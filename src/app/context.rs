//! Wiring for one CLI invocation: config, session, stats store and assistant.

use crate::assistant::{AssistantApi, HttpAssistantClient};
use crate::auth::SessionFile;
use crate::config::{RemoteKind, StudyConfig};
use crate::session_gate::LocalSessionGate;
use crate::stats::{FileRemoteStore, MemoryRemoteStore, RemoteStatsStore, StatsStore};
use crate::structured_logger::StructuredLogger;
use crate::study_paths;
use anyhow::Result;
use std::path::PathBuf;
use std::sync::Arc;

/// Files the CLI reads and writes.
#[derive(Debug, Clone)]
pub struct AppPaths {
    pub config: PathBuf,
    pub accounts: PathBuf,
    pub session: PathBuf,
    pub logs: PathBuf,
    pub remote_root: PathBuf,
}

impl AppPaths {
    /// Paths under the study home directory (`STUDY_COMPANION_HOME` or `~/.study-companion`).
    pub fn from_home() -> Result<Self> {
        Ok(Self {
            config: study_paths::config_path()?,
            accounts: study_paths::accounts_path()?,
            session: study_paths::session_path()?,
            logs: study_paths::logs_dir()?,
            remote_root: study_paths::default_remote_root()?,
        })
    }
}

pub struct AppContext {
    pub config: StudyConfig,
    pub paths: AppPaths,
    pub session: Option<SessionFile>,
    pub gate: LocalSessionGate,
    pub store: Arc<StatsStore>,
    pub assistant: Arc<dyn AssistantApi>,
    pub events: Arc<StructuredLogger>,
}

impl AppContext {
    /// Builds the context with the HTTP assistant client from `config.api`.
    pub fn open(config: StudyConfig, paths: AppPaths) -> Result<Self> {
        let assistant = Arc::new(HttpAssistantClient::new(&config.api));
        Self::with_assistant(config, paths, assistant)
    }

    pub fn with_assistant(
        config: StudyConfig,
        paths: AppPaths,
        assistant: Arc<dyn AssistantApi>,
    ) -> Result<Self> {
        let session = SessionFile::read(&paths.session)?;
        let gate = match &session {
            Some(session) => LocalSessionGate::signed_in(session.principal()?),
            None => LocalSessionGate::new(),
        };

        let remote: Arc<dyn RemoteStatsStore> = match config.remote.kind {
            RemoteKind::File => {
                let root = config
                    .remote
                    .root
                    .clone()
                    .unwrap_or_else(|| paths.remote_root.clone());
                Arc::new(FileRemoteStore::new(root))
            }
            RemoteKind::Memory => Arc::new(MemoryRemoteStore::new()),
        };
        tracing::debug!(kind = ?config.remote.kind, "stats backend selected");

        let run_id = uuid::Uuid::new_v4().to_string();
        let events = Arc::new(StructuredLogger::new(&run_id, &paths.logs)?);
        let store = Arc::new(
            StatsStore::new(Arc::new(gate.clone()), remote).with_event_log(events.clone()),
        );

        Ok(Self {
            config,
            paths,
            session,
            gate,
            store,
            assistant,
            events,
        })
    }
}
━━━━━━━━━━━━━━━━━━━━━━━━━━━━━━
#### [WHAT THE TASK ASKS]
Report the number of lines in the records above that contain "AppPaths", with no other text.

#### [RESPONSE TO THE TASK]
5